Recently, bees have been getting a lot of attention – and luckily so, since they most certainly deserve it! We have rightly started to pay more attention to just how indispensable bees are. Unfortunately, the rise in interest in the topic has a negative impetus – the population of bees is now declining on a global scale.
One of the things at the very forefront of the dangers affecting the population of bees is the use of pesticides in agriculture. As reported by NPR, a group of scientists from the UK recently investigated how bumblebee queens are affected by neonicotinoids, also called neonics, some of the most widely used – and incredibly controversial – pesticides.
Neonics are applied as a coating on the seeds such crops as corn, soybeans, and canola – all of which are widely grown in the country. Since neonics are “systemic,” they move throughout the growing plants – meaning they don’t just stay fixed to the seeds’ shell and do impact the entire crop. As a result, traces of the pesticides easily get into the plant’s pollen – also the pollen of wildflowers growing nearby – which gets consumed by bees.
According to the study, published in the journal Nature Ecology and Evolution, queen bees that were exposed to the pesticide were 26 percent less likely to lay eggs, in comparison with those that were not.
Scientist Nigel Raine explained since there can be no colony without eggs, wild bumblebee populations “could enter a spiral of decline and eventually die out.”
Exposure to neonics is just one of the factors that affect the decline of the bees’ population, like nutrition limitation due to the disappearance of wildflowers – but it is a big and dangerous one, based on the data.

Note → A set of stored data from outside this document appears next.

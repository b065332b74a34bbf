//! End-to-end tests: a fake OpenAI-compatible upstream and the gateway, both
//! on ephemeral ports, driven over HTTP.

use std::sync::{Arc, Mutex};

use axum::{
    extract::{Path, State},
    http::{header, HeaderMap, StatusCode},
    response::{IntoResponse, Json, Response},
    routing::{get, post},
    Router,
};
use serde_json::{json, Value};

use relay_gateway::api;
use relay_gateway::config::Config;

type CallLog = Arc<Mutex<Vec<String>>>;

fn auth(headers: &HeaderMap) -> String {
    headers
        .get(header::AUTHORIZATION)
        .and_then(|v| v.to_str().ok())
        .unwrap_or("")
        .to_string()
}

fn unavailable() -> Response {
    (
        StatusCode::SERVICE_UNAVAILABLE,
        Json(json!({"error": {"message": "upstream down", "type": "server_error"}})),
    )
        .into_response()
}

async fn fake_chat(
    State(log): State<CallLog>,
    headers: HeaderMap,
    Json(body): Json<Value>,
) -> Response {
    let key = auth(&headers);
    log.lock().unwrap().push(format!("chat {}", key));
    match key.as_str() {
        "Bearer sk-down" => return unavailable(),
        "Bearer sk-reject" => {
            return (
                StatusCode::BAD_REQUEST,
                Json(json!({"error": {"message": "prompt too long", "type": "invalid_request_error", "code": "context_length_exceeded"}})),
            )
                .into_response()
        }
        _ => {}
    }

    if body["stream"] == json!(true) {
        let frames = [
            json!({"id": "c1", "object": "chat.completion.chunk", "choices": [{"index": 0, "delta": {"role": "assistant", "content": "po"}, "finish_reason": null}]}),
            json!({"id": "c1", "object": "chat.completion.chunk", "choices": [{"index": 0, "delta": {"content": "ng"}, "finish_reason": "stop"}]}),
            json!({"id": "c1", "object": "chat.completion.chunk", "choices": [], "usage": {"prompt_tokens": 3, "completion_tokens": 1, "total_tokens": 4}}),
        ];
        let mut sse = String::new();
        for frame in frames {
            sse.push_str(&format!("data: {}\n\n", frame));
        }
        sse.push_str("data: [DONE]\n\n");
        return ([(header::CONTENT_TYPE, "text/event-stream")], sse).into_response();
    }

    Json(json!({
        "id": "chatcmpl-1",
        "object": "chat.completion",
        "created": 1,
        "model": body["model"],
        "choices": [{"index": 0, "message": {"role": "assistant", "content": "pong"}, "finish_reason": "stop"}],
        "usage": {"prompt_tokens": 3, "completion_tokens": 1, "total_tokens": 4}
    }))
    .into_response()
}

async fn fake_create_video(
    State(log): State<CallLog>,
    headers: HeaderMap,
    Json(body): Json<Value>,
) -> Response {
    let key = auth(&headers);
    log.lock()
        .unwrap()
        .push(format!("video {} {}", key, body["seconds"].as_str().unwrap_or("")));
    if key == "Bearer sk-down" {
        return unavailable();
    }
    Json(json!({
        "id": "video_123",
        "object": "video",
        "model": body["model"],
        "status": "queued",
        "seconds": body["seconds"],
        "created_at": 1
    }))
    .into_response()
}

async fn fake_poll_video(
    State(log): State<CallLog>,
    headers: HeaderMap,
    Path(id): Path<String>,
) -> Response {
    let key = auth(&headers);
    log.lock().unwrap().push(format!("poll {} {}", id, key));
    if key == "Bearer sk-down" {
        return unavailable();
    }
    Json(json!({
        "id": id,
        "object": "video",
        "model": "sora-2",
        "status": "completed",
        "progress": 100,
        "video_url": "https://cdn.example/video_123.mp4",
        "created_at": 1
    }))
    .into_response()
}

async fn spawn(app: Router) -> String {
    let listener = tokio::net::TcpListener::bind("127.0.0.1:0").await.unwrap();
    let addr = listener.local_addr().unwrap();
    tokio::spawn(async move {
        axum::serve(listener, app).await.unwrap();
    });
    format!("http://{}", addr)
}

struct Harness {
    gateway: String,
    calls: CallLog,
    client: reqwest::Client,
    _dir: tempfile::TempDir,
}

impl Harness {
    async fn start() -> Self {
        let calls: CallLog = Arc::new(Mutex::new(Vec::new()));
        let upstream = spawn(
            Router::new()
                .route("/v1/chat/completions", post(fake_chat))
                .route("/v1/videos", post(fake_create_video))
                .route("/v1/videos/:id", get(fake_poll_video))
                .with_state(Arc::clone(&calls)),
        )
        .await;

        let dir = tempfile::tempdir().unwrap();
        let base_url = format!("{}/v1", upstream);
        let channels = json!([
            {"id": 1, "type": "openai", "name": "flaky", "base_url": base_url, "api_key": "sk-down",
             "models": ["gpt-4o", "sora-2"], "priority": 10},
            {"id": 2, "type": "openai", "name": "steady", "base_url": base_url, "api_key": "sk-good",
             "models": ["gpt-4o", "sora-2"], "priority": 5},
            {"id": 3, "type": "custom", "name": "strict", "base_url": base_url, "api_key": "sk-reject",
             "models": ["strict-model"]}
        ]);
        let channels_file = dir.path().join("channels.json");
        std::fs::write(&channels_file, channels.to_string()).unwrap();

        let config = Config {
            channels_file,
            database_path: Some(dir.path().join("relay.db")),
            ..Config::default()
        };
        let state = api::build_state(config).await.unwrap();
        let gateway = spawn(api::router(state)).await;

        Self {
            gateway,
            calls,
            client: reqwest::Client::new(),
            _dir: dir,
        }
    }

    fn url(&self, path: &str) -> String {
        format!("{}{}", self.gateway, path)
    }

    fn calls(&self) -> Vec<String> {
        self.calls.lock().unwrap().clone()
    }
}

#[tokio::test]
async fn chat_fails_over_to_healthy_channel() {
    let h = Harness::start().await;
    let resp = h
        .client
        .post(h.url("/v1/chat/completions"))
        .header("x-request-id", "it-chat-1")
        .header("x-relay-user-id", "42")
        .json(&json!({"model": "gpt-4o", "messages": [{"role": "user", "content": "ping"}]}))
        .send()
        .await
        .unwrap();
    assert_eq!(resp.status(), 200);
    assert_eq!(resp.headers()["x-request-id"], "it-chat-1");
    let body: Value = resp.json().await.unwrap();
    assert_eq!(body["choices"][0]["message"]["content"], "pong");
    assert_eq!(body["usage"]["prompt_tokens"], 3);

    assert_eq!(h.calls(), vec!["chat Bearer sk-down", "chat Bearer sk-good"]);

    let health: Value = h
        .client
        .get(h.url("/api/channels/health"))
        .send()
        .await
        .unwrap()
        .json()
        .await
        .unwrap();
    let failovers = health["recent_failovers"].as_array().unwrap();
    assert_eq!(failovers.len(), 1);
    assert_eq!(failovers[0]["from_channel_id"], 1);
    assert_eq!(failovers[0]["request_id"], "it-chat-1");
    let flaky = health["channels"]
        .as_array()
        .unwrap()
        .iter()
        .find(|c| c["id"] == 1)
        .unwrap();
    assert_eq!(flaky["health"]["is_healthy"], false);
}

#[tokio::test]
async fn streaming_chat_is_rendered_as_sse() {
    let h = Harness::start().await;
    // Ban the failing channel so the stream comes straight from channel 2.
    let resp = h
        .client
        .post(h.url("/api/channels/1/ban"))
        .json(&json!({"reason": "maintenance"}))
        .send()
        .await
        .unwrap();
    assert_eq!(resp.status(), 200);

    let resp = h
        .client
        .post(h.url("/v1/chat/completions"))
        .json(&json!({"model": "gpt-4o", "stream": true, "messages": [{"role": "user", "content": "ping"}]}))
        .send()
        .await
        .unwrap();
    assert_eq!(resp.status(), 200);
    assert!(resp.headers()["content-type"]
        .to_str()
        .unwrap()
        .starts_with("text/event-stream"));
    let text = resp.text().await.unwrap();

    let payloads: Vec<Value> = text
        .split("\n\n")
        .filter_map(|frame| frame.strip_prefix("data: "))
        .filter(|data| *data != "[DONE]")
        .map(|data| serde_json::from_str(data).unwrap())
        .collect();
    let content: String = payloads
        .iter()
        .filter_map(|p| p["choices"][0]["delta"]["content"].as_str())
        .collect();
    assert_eq!(content, "pong");
    assert!(payloads.iter().any(|p| p["usage"]["completion_tokens"] == 1));
    assert!(text.trim_end().ends_with("data: [DONE]"));
    assert_eq!(h.calls(), vec!["chat Bearer sk-good"]);
}

#[tokio::test]
async fn unbound_video_poll_is_routed_normally() {
    let h = Harness::start().await;
    let resp = h
        .client
        .get(h.url("/v1/videos/video_unknown"))
        .header("x-request-id", "it-unbound")
        .send()
        .await
        .unwrap();
    assert_eq!(resp.status(), 200);
    let polled: Value = resp.json().await.unwrap();
    assert_eq!(polled["id"], "video_unknown");
    assert_eq!(polled["status"], "completed");

    // Not pinned: priority order applies, so the flaky channel is tried
    // first and the poll fails over.
    assert_eq!(
        h.calls(),
        vec![
            "poll video_unknown Bearer sk-down",
            "poll video_unknown Bearer sk-good"
        ]
    );
}

#[tokio::test]
async fn video_poll_returns_to_the_creating_channel() {
    let h = Harness::start().await;

    // Put channel 1 into cooldown so creation lands on channel 2.
    h.client
        .post(h.url("/v1/chat/completions"))
        .json(&json!({"model": "gpt-4o", "messages": [{"role": "user", "content": "warm up"}]}))
        .send()
        .await
        .unwrap();

    let resp = h
        .client
        .post(h.url("/v1/videos"))
        .json(&json!({"prompt": "a cat surfing", "seconds": "8", "duration": 4}))
        .send()
        .await
        .unwrap();
    assert_eq!(resp.status(), 200);
    let job: Value = resp.json().await.unwrap();
    assert_eq!(job["id"], "video_123");
    assert_eq!(job["model"], "sora-2");

    // Channel 1 is now healthy and preferred, but the poll is pinned.
    let resp = h
        .client
        .post(h.url("/api/channels/1/clear-cooldown"))
        .send()
        .await
        .unwrap();
    let cleared: Value = resp.json().await.unwrap();
    assert_eq!(cleared["cleared"], true);

    let resp = h
        .client
        .get(h.url("/v1/videos/video_123"))
        .send()
        .await
        .unwrap();
    assert_eq!(resp.status(), 200);
    let polled: Value = resp.json().await.unwrap();
    assert_eq!(polled["status"], "completed");
    assert_eq!(polled["video_url"], "https://cdn.example/video_123.mp4");

    let calls = h.calls();
    assert!(calls.contains(&"video Bearer sk-good 8".to_string()));
    assert_eq!(calls.last().unwrap(), "poll video_123 Bearer sk-good");
    assert!(!calls.iter().any(|c| c.starts_with("poll") && c.ends_with("sk-down")));
}

#[tokio::test]
async fn rejected_request_passes_upstream_error_through() {
    let h = Harness::start().await;
    let resp = h
        .client
        .post(h.url("/v1/chat/completions"))
        .header("x-request-id", "it-reject")
        .json(&json!({"model": "strict-model", "messages": [{"role": "user", "content": "hi"}]}))
        .send()
        .await
        .unwrap();
    assert_eq!(resp.status(), 400);
    let body: Value = resp.json().await.unwrap();
    assert_eq!(body["error"]["type"], "upstream_rejected");
    assert_eq!(body["error"]["request_id"], "it-reject");
    assert_eq!(
        body["error"]["upstream"]["error"]["code"],
        "context_length_exceeded"
    );
    assert_eq!(h.calls(), vec!["chat Bearer sk-reject"]);
}

#[tokio::test]
async fn unknown_model_has_no_eligible_channel() {
    let h = Harness::start().await;
    let resp = h
        .client
        .post(h.url("/v1/chat/completions"))
        .json(&json!({"model": "no-such-model", "messages": [{"role": "user", "content": "hi"}]}))
        .send()
        .await
        .unwrap();
    assert_eq!(resp.status(), 503);
    let body: Value = resp.json().await.unwrap();
    assert_eq!(body["error"]["type"], "configuration_error");
    assert_eq!(body["error"]["code"], "no_eligible_channel");
    assert!(h.calls().is_empty());
}

#[tokio::test]
async fn models_and_liveness() {
    let h = Harness::start().await;
    let models: Value = h
        .client
        .get(h.url("/v1/models"))
        .send()
        .await
        .unwrap()
        .json()
        .await
        .unwrap();
    let ids: Vec<&str> = models["data"]
        .as_array()
        .unwrap()
        .iter()
        .map(|m| m["id"].as_str().unwrap())
        .collect();
    assert_eq!(ids, vec!["gpt-4o", "sora-2", "strict-model"]);

    let resp = h.client.get(h.url("/health")).send().await.unwrap();
    assert_eq!(resp.status(), 200);

    let resp = h
        .client
        .post(h.url("/api/channels/99/ban"))
        .send()
        .await
        .unwrap();
    assert_eq!(resp.status(), 404);
}

#[tokio::test]
async fn malformed_body_is_an_invalid_request() {
    let h = Harness::start().await;
    let resp = h
        .client
        .post(h.url("/v1/chat/completions"))
        .header("content-type", "application/json")
        .body("{not json")
        .send()
        .await
        .unwrap();
    assert_eq!(resp.status(), 400);
    let body: Value = resp.json().await.unwrap();
    assert_eq!(body["error"]["type"], "invalid_request_error");
}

The new findings are likely to cause more serious calls for further restrictions on use of these harmful pesticides. The European Union has already introduced a temporary moratorium on the pesticides on a number of crops in 2013, but now it is considering to make it permanent. The U.S. has yet to take any such measures, and it could lead to disastrous consequences for these insects!
Our world would not be the same without bees. These little insects are responsible for pollinating about one-sixth of the flowering plants species in the worldwide and around 400 different agricultural plants. 70 of the top 100 food crops grown worldwide depend on pollinators – which translates to 90 percent of the world’s nutrition!
Bees may be small and unassuming, but we need them more than most of us even realize. Right now, they also really need us – to take action and raise awareness of the issue.
There are many ways you can help bees in your own community, such as:
Support organic farmers who do not use chemicals on their crops.
Spread the word about the importance of bees and their declining population!